___ RECORDS ___

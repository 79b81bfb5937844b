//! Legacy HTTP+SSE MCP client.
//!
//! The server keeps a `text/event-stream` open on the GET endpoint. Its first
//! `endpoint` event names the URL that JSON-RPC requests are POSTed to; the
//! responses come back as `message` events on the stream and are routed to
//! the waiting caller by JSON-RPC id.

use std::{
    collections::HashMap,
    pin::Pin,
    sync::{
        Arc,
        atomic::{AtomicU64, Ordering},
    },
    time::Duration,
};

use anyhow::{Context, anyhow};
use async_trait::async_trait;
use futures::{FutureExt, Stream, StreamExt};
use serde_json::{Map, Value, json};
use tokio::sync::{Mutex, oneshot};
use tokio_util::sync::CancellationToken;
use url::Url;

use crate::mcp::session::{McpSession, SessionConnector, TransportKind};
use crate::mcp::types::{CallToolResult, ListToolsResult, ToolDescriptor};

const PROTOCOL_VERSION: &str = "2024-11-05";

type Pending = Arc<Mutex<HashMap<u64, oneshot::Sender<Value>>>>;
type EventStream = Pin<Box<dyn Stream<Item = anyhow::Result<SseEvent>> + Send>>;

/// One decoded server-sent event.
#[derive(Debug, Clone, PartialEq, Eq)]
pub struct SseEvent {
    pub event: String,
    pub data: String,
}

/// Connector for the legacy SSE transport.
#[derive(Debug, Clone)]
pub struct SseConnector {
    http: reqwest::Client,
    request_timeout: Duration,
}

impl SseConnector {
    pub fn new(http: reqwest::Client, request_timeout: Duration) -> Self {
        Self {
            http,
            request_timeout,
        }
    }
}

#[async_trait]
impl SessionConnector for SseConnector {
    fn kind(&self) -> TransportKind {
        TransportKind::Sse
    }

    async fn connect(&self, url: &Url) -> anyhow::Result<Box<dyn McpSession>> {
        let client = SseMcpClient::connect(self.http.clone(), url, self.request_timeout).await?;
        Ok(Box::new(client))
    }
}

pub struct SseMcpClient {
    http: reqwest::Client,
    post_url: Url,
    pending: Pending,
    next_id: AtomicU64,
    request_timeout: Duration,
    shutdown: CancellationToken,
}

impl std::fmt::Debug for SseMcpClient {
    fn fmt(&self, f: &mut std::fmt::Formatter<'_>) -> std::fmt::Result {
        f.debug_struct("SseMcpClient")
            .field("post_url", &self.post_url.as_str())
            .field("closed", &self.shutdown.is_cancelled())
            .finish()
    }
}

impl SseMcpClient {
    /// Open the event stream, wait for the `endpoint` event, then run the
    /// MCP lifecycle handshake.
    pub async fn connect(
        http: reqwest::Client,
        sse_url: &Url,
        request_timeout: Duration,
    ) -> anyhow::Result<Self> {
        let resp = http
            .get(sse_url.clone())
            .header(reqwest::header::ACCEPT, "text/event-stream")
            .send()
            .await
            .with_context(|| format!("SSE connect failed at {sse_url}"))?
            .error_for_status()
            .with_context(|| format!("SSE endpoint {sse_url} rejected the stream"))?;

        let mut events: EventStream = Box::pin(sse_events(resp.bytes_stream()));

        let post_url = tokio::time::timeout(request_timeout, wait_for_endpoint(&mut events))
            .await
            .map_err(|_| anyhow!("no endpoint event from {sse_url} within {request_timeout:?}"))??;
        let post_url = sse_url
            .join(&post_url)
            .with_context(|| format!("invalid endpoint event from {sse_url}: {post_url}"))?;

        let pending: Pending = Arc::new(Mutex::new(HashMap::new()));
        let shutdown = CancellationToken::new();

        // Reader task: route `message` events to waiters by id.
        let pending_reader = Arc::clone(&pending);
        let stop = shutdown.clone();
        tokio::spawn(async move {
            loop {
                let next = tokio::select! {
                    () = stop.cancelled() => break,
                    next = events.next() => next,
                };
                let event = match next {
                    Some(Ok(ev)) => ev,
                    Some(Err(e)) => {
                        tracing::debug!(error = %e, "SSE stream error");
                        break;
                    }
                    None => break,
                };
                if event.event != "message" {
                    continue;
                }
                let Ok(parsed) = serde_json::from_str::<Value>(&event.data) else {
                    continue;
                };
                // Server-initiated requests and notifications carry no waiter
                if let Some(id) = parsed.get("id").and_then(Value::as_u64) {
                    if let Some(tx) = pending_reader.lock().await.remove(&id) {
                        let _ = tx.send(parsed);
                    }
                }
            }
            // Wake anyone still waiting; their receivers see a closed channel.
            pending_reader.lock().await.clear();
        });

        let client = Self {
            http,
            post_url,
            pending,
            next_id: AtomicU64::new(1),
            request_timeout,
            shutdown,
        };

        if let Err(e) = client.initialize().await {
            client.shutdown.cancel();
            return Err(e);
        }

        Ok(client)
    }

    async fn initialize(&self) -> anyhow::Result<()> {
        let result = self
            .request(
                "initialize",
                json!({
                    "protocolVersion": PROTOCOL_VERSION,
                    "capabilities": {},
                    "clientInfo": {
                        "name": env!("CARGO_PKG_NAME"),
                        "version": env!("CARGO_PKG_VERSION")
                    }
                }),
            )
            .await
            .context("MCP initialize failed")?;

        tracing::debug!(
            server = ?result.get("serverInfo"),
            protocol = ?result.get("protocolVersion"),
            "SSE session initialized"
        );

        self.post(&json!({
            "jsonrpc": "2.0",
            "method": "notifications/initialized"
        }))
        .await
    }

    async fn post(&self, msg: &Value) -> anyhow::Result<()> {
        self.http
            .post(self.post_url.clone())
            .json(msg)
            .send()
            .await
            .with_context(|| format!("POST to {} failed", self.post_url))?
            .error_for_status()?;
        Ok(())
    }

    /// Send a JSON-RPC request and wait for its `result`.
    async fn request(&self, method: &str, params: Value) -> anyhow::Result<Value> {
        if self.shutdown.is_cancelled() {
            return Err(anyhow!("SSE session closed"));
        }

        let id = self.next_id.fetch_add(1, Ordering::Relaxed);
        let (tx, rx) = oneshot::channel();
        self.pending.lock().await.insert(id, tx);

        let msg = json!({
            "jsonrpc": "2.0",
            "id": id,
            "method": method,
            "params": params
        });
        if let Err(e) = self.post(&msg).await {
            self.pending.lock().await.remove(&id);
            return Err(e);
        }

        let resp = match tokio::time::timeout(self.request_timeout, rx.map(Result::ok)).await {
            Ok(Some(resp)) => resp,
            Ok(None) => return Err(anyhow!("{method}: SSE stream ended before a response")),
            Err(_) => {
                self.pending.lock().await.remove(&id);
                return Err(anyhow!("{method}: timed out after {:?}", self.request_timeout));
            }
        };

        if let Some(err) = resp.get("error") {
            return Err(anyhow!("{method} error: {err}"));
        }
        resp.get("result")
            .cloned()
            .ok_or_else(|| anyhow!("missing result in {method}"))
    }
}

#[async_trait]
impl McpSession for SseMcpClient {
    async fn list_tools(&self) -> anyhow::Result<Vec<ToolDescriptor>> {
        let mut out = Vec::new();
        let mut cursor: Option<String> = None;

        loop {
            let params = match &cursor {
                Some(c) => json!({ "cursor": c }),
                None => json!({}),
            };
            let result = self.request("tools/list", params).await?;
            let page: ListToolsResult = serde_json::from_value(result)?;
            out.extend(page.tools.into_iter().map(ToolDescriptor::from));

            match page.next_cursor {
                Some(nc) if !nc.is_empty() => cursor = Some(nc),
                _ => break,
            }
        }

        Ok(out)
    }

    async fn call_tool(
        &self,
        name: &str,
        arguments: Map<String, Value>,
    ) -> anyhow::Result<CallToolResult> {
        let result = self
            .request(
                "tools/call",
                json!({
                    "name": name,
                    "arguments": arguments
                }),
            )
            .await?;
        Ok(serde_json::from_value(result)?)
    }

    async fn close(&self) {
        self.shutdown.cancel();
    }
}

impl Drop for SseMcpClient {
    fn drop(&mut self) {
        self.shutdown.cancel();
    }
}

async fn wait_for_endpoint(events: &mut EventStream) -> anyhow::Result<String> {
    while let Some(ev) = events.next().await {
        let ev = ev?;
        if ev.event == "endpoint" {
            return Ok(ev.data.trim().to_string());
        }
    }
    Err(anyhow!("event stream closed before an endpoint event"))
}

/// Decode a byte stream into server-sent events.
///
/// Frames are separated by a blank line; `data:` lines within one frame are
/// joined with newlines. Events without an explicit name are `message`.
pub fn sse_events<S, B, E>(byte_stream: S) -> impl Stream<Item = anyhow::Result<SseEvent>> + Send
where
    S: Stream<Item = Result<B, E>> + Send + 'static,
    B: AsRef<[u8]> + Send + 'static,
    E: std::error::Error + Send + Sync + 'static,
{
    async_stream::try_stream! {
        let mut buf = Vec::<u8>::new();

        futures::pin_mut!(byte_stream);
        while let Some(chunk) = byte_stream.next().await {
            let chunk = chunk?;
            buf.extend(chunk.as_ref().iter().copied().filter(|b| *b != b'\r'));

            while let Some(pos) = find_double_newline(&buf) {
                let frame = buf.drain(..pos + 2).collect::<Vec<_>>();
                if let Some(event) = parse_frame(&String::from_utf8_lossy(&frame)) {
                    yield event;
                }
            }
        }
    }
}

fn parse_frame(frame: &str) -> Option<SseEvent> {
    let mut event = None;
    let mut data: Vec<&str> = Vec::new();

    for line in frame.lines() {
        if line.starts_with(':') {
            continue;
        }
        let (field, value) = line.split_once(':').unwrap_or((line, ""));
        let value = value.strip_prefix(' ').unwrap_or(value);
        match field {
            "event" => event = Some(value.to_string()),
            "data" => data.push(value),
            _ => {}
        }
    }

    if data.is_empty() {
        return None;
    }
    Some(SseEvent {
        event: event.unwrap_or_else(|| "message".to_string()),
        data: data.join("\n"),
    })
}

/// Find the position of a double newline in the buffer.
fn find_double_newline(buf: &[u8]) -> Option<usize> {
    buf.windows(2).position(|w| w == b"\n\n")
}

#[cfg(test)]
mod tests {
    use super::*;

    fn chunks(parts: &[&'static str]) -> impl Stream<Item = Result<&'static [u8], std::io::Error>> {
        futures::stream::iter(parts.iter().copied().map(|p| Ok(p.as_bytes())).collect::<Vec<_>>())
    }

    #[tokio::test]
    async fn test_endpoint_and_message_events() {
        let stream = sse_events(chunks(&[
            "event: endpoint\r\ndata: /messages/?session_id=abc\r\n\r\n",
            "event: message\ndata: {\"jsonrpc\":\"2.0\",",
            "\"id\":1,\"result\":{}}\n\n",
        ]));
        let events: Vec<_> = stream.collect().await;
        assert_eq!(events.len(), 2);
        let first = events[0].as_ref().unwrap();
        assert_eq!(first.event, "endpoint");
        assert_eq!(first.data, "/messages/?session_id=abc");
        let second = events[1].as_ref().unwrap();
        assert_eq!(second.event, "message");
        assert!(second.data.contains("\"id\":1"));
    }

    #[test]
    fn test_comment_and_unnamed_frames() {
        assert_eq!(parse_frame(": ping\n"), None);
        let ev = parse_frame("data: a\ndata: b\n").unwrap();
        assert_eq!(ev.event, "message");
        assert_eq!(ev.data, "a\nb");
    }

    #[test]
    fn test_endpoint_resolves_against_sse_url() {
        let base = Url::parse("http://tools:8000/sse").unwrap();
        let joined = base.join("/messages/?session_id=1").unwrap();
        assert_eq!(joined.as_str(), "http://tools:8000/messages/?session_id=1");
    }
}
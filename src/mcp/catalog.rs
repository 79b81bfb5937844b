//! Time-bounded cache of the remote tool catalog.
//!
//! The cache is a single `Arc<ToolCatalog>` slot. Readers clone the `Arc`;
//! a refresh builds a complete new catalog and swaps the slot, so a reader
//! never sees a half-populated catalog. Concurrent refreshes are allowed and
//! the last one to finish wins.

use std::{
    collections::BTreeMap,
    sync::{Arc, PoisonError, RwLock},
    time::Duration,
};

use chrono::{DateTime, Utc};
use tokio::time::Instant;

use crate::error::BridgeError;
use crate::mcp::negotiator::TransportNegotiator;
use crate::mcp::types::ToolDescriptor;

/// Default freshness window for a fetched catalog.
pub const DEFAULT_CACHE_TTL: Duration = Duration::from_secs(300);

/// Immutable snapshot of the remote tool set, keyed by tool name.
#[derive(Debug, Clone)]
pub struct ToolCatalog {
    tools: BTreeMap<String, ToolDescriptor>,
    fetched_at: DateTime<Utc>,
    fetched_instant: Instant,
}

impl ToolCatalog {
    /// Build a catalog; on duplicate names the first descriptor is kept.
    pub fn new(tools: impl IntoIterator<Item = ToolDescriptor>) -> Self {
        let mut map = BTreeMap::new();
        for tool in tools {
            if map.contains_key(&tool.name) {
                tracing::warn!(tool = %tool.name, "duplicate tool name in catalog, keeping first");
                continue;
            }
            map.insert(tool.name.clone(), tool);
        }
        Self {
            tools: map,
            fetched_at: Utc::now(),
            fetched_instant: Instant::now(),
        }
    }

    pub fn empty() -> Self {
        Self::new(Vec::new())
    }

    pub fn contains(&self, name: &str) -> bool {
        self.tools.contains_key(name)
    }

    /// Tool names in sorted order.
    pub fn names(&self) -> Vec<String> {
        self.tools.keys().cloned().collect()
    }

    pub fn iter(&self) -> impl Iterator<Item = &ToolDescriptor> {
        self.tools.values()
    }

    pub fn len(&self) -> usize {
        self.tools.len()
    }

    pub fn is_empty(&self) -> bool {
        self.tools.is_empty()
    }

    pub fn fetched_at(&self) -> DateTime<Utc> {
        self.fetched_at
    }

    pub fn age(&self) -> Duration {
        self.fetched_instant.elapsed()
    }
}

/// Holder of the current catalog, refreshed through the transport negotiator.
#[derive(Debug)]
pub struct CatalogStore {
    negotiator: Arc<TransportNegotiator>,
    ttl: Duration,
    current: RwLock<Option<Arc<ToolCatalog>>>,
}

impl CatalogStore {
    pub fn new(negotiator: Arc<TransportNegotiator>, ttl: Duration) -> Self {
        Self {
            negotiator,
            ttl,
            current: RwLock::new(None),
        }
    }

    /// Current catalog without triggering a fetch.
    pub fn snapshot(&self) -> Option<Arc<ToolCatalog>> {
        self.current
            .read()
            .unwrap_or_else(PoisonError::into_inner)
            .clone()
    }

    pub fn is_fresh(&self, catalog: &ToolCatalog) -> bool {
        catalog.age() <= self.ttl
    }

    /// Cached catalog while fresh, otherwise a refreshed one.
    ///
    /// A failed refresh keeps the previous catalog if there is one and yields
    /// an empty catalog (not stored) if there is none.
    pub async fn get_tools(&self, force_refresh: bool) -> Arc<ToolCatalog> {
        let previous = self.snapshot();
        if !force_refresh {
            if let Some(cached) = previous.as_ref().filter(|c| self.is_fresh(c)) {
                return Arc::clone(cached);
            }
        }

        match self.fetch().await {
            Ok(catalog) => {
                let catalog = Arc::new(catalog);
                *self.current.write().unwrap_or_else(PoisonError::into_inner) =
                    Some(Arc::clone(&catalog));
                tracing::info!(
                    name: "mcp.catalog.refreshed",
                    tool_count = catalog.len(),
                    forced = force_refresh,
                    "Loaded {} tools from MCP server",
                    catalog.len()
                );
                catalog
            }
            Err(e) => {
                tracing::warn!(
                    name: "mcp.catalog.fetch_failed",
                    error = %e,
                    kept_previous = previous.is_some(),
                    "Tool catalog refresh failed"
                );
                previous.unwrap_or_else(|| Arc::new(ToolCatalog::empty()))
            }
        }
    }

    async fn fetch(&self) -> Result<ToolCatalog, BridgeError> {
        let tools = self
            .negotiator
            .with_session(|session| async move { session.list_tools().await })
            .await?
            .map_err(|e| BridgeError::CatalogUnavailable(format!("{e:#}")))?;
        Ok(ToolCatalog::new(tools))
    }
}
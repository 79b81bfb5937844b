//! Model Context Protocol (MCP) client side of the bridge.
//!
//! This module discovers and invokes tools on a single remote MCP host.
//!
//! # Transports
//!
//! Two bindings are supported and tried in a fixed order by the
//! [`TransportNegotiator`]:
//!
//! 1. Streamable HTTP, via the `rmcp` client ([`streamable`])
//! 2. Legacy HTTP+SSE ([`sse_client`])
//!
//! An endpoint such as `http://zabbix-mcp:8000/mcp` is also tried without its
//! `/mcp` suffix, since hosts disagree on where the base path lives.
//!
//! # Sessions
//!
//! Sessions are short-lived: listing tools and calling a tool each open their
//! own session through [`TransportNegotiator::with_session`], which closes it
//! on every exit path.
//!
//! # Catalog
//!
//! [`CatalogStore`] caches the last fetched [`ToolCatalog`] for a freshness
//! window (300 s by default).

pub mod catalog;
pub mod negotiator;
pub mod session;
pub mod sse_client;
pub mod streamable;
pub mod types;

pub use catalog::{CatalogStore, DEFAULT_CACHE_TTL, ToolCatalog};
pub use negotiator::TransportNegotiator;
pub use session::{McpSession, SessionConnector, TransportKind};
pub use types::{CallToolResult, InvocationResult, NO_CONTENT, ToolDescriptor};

___

Collect every line with the string "waiting" from the records, and copy each.

//! the waiting caller by JSON-RPC id.
            // Wake anyone still waiting; their receivers see a closed channel.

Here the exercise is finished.